In philosophy, it comes fundamentally down to what is called "the hard problem of conciousness". Although, personally i feel conciousness is a bit loaded, ambigous a term for general use in such a debate. Its lost its meaning more than the observation of a wave collapse has in physics.
So lets start instead by using some other terms, simpler and easier to define. "Subjective experience", "Qualia", and "Awareness". These terms a clearer, in the context.
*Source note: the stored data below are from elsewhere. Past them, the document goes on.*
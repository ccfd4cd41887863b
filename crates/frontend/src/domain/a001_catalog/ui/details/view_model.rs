use contracts::domain::a001_product::aggregate::Product;
use leptos::prelude::*;

use crate::domain::a001_catalog::api;

/// Ответ применяется, только если он на последний запрос.
/// `None` означает, что страница уже закрыта.
fn should_apply(current_generation: Option<u64>, request_id: u64) -> bool {
    current_generation == Some(request_id)
}

/// ViewModel страницы товара
#[derive(Clone, Copy)]
pub struct ProductDetailsViewModel {
    pub product: RwSignal<Option<Product>>,
    pub loading: RwSignal<bool>,
    /// Номер последнего запроса; ответы на более ранние отбрасываются
    generation: RwSignal<u64>,
}

impl ProductDetailsViewModel {
    pub fn new() -> Self {
        Self {
            product: RwSignal::new(None),
            loading: RwSignal::new(true),
            generation: RwSignal::new(0),
        }
    }

    /// Загружает товар по категории и slug. Кэша нет: документ категории
    /// запрашивается при каждом переходе.
    pub fn load(&self, category: String, slug: String) {
        let request_id = self.generation.get_untracked() + 1;
        self.generation.set(request_id);
        self.loading.set(true);
        self.product.set(None);

        let product = self.product;
        let loading = self.loading;
        let generation = self.generation;

        wasm_bindgen_futures::spawn_local(async move {
            let result = api::fetch_product(&category, &slug).await;

            if !should_apply(generation.try_get_untracked(), request_id) {
                return;
            }

            let found = match result {
                Ok(Some(p)) => Some(p),
                Ok(None) => {
                    log::warn!("Product {}/{} not found", category, slug);
                    None
                }
                Err(e) => {
                    log::error!("{}", e);
                    None
                }
            };

            let _ = product.try_set(found);
            let _ = loading.try_set(false);
        });
    }
}

impl Default for ProductDetailsViewModel {
    fn default() -> Self {
        Self::new()
    }
}

#[cfg(test)]
mod tests {
    use super::*;

    #[test]
    fn test_latest_response_is_applied() {
        assert!(should_apply(Some(3), 3));
    }

    #[test]
    fn test_superseded_response_is_dropped() {
        // Быстрый переход A -> B: ответ A приходит после запроса B
        assert!(!should_apply(Some(2), 1));
    }

    #[test]
    fn test_response_after_unmount_is_dropped() {
        assert!(!should_apply(None, 1));
    }
}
Now the hard problem of conciousness, from the assumed physicalist neuroscience point of veiw runs like this. We can describe how information is received, transformed or processed, in some detail, in terms of the brain. We can explain visual perception, in quite great detail, spatial-temporal perception, memory, attention, language, even imagination and reasoning.
What we cant explain is why we have "a subjective experience" of these things, when all that is occuring physically, is comparable to an advanced parallel processing robots cpu - the storage, processing, and transfer of information. It really is a huge mystery to psychology, and while there are many theories, like all "emergent" theories of conciousness, their reasoning really sounds more like "magical thinking" than anything coherent.
This is subject is also succiently summed, in philosophy, in the thought experiment of the "philosophical zombie".
Another might be to consider can a computer be subjectively aware? The problem with the typical thinking, of awareness as "an emergent" property, is that this is more like a convienient placeholder than anything produced by critical reasoning. We have no idea what features of a system might produce such "emergence", nor does that in itself give any real explaination of the phenomena. Its basically, as I said, magical thinking.
No arrangement of connected calculators or abacuses, would in the typical physicalists perception produce awareness. Particle level interactions produce constant exchange of information, and transformation, sometimes reasonably complex but we do not consider them aware. Our dna can perform calculations, store and transform data, but we do not consider this aware. Plants (and more so higher ones), store, transfer and process information, but few consider them aware.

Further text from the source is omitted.